Apple refused to support SPIRV, which Chrome (and Firefox?) already implemented, and lobbied for a text based language. Please read the minutes, I'm not going to look it up for you.
Apple clearly says it's not an option because of a legal dispute. If everyone else is at the negotiating table, but Apple says absolutely NO, how is that decision not driven by Apple?
Apple vetoes SPIR-V binary as an option. Google develops a language based on SPIR-V semantics that we agree on. It's clear that at least today, Google is mainly driving WGSL. They also see the value in WGSL outside of WebGPU context. Claiming the Apple primary role in this is ridiculous.
> Claiming the Apple primary role in this is ridiculous.
It's apple that didn't want SPIRV and insisted on something else, preferably text based. Doesn't matter who is doing that something else now, it's done because of Apple...
Which I'm not entirely a fan of because I don't think apple's history in WebGL, OpenGL and graphics makes them deserve the leverage they're getting.
So how is it supposed to work in practice?
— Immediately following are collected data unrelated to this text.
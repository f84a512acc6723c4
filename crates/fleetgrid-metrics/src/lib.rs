//! fleetgrid-metrics — service utilization for FleetGrid.
//!
//! [`UtilizationCollector`] receives CPU and memory utilization samples per
//! service and serves them back as the averaged
//! [`MetricsSource`](fleetgrid_core::MetricsSource) the service scaler
//! polls.

pub mod collector;

pub use collector::{DEFAULT_WINDOW, UtilizationCollector};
Pages will ship SPIR-V and will be converted to WGSL just for Apple on the fly, or pages will ship WGSL, and it will be converted to SPIR-V on the fly for everyone else?
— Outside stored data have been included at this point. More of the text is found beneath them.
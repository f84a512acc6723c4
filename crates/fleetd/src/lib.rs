//! fleetd internals: control-plane assembly and the in-process simulated
//! collaborators it runs against.

pub mod control_plane;
pub mod sim;

pub use control_plane::ControlPlane;
//! Error types for the cluster registry and the snapshot store.

use fleetgrid_core::{InstanceId, Resources, ServiceId, TaskId};
use thiserror::Error;

use crate::types::InstanceStatus;

/// Result type alias for state store operations.
pub type StateResult<T> = Result<T, StateError>;

/// Errors that can occur during state store operations.
#[derive(Debug, Error)]
pub enum StateError {
    #[error("failed to open database: {0}")]
    Open(String),

    #[error("transaction error: {0}")]
    Transaction(String),

    #[error("table error: {0}")]
    Table(String),

    #[error("read error: {0}")]
    Read(String),

    #[error("write error: {0}")]
    Write(String),

    #[error("serialization error: {0}")]
    Serialize(String),

    #[error("deserialization error: {0}")]
    Deserialize(String),
}

/// Errors raised by [`ClusterRegistry`](crate::ClusterRegistry) mutations.
#[derive(Debug, Clone, Error, PartialEq, Eq)]
pub enum RegistryError {
    /// Another writer holds the instance's critical section. Transient.
    #[error("instance {0} is being updated concurrently")]
    Contended(InstanceId),

    #[error("unknown instance: {0}")]
    UnknownInstance(InstanceId),

    #[error("unknown task: {0}")]
    UnknownTask(TaskId),

    #[error("unknown service: {0}")]
    UnknownService(ServiceId),

    #[error("instance {instance} is {status:?} and accepts no new tasks")]
    NotSchedulable {
        instance: InstanceId,
        status: InstanceStatus,
    },

    #[error("instance {instance} has {available} free, {requested} requested")]
    InsufficientResources {
        instance: InstanceId,
        requested: Resources,
        available: Resources,
    },

    #[error("instance {0} has no free host port in the ephemeral range")]
    NoFreePort(InstanceId),

    #[error("instance {instance} already runs a task of {service}")]
    ServiceAlreadyPlaced {
        instance: InstanceId,
        service: ServiceId,
    },
}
I surely hope not the later, let Apple pay performance price for being the root of the problem.
Many Web applications will just ship WGSL. This includes everything going through Three.js, Babylon.js, and hand-written web apps.
It's not even clear if Chrome or Firefox will accept SPIR-V binary as an extension at this point.
Anyway, conversion to and from SPIR-V is supposed to be straightforward and light. Our (speaking for gfx-rs community) Rust-based shader infrastructure will handle that , and the converter should be easily compilable to wasm (when it's ready).
Anyway x2, most of the time in the whole picture of creating pipelines will be spent in the driver, so whatever parsing performance difference WGSL brings to the table, be it 5% or 10%, doesn't matter, you aren't going to see that in benchmarks because of that other stuff that's going on when you are creating a pipeline.
It would still be good for Firefox and Chrome to accept SPIR-V bytecode (in addition to WGSL). This way you can write some client side library, that converts SPIR-V on the fly to WGSL for crippled browsers (Apple) and use SPIR-V directly for everyone else.
I hope Mozilla and Google won't cave that way to this Apple's idiotic behavior.